• _Source data_:
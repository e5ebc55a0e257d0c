//! Pure grid algorithms over a [`LineSet`](crate::model::LineSet).
//!
//! None of these mutate anything; the [`Document`](crate::document::Document)
//! applies their results so a failure never leaves partial edits behind.

mod bulk;
mod extension;
mod flood_fill;
mod resize;

pub use bulk::{full_column, full_row};
pub use extension::extension_path;
pub use flood_fill::{flood_fill, FillRegion};
pub use resize::{plan_centered, plan_sides, ResizePlan, SideDeltas};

• _How to complete this task_:
Count every line in the preceding entries where the string "resize" appears, then state only the total.

• _Solution_:
2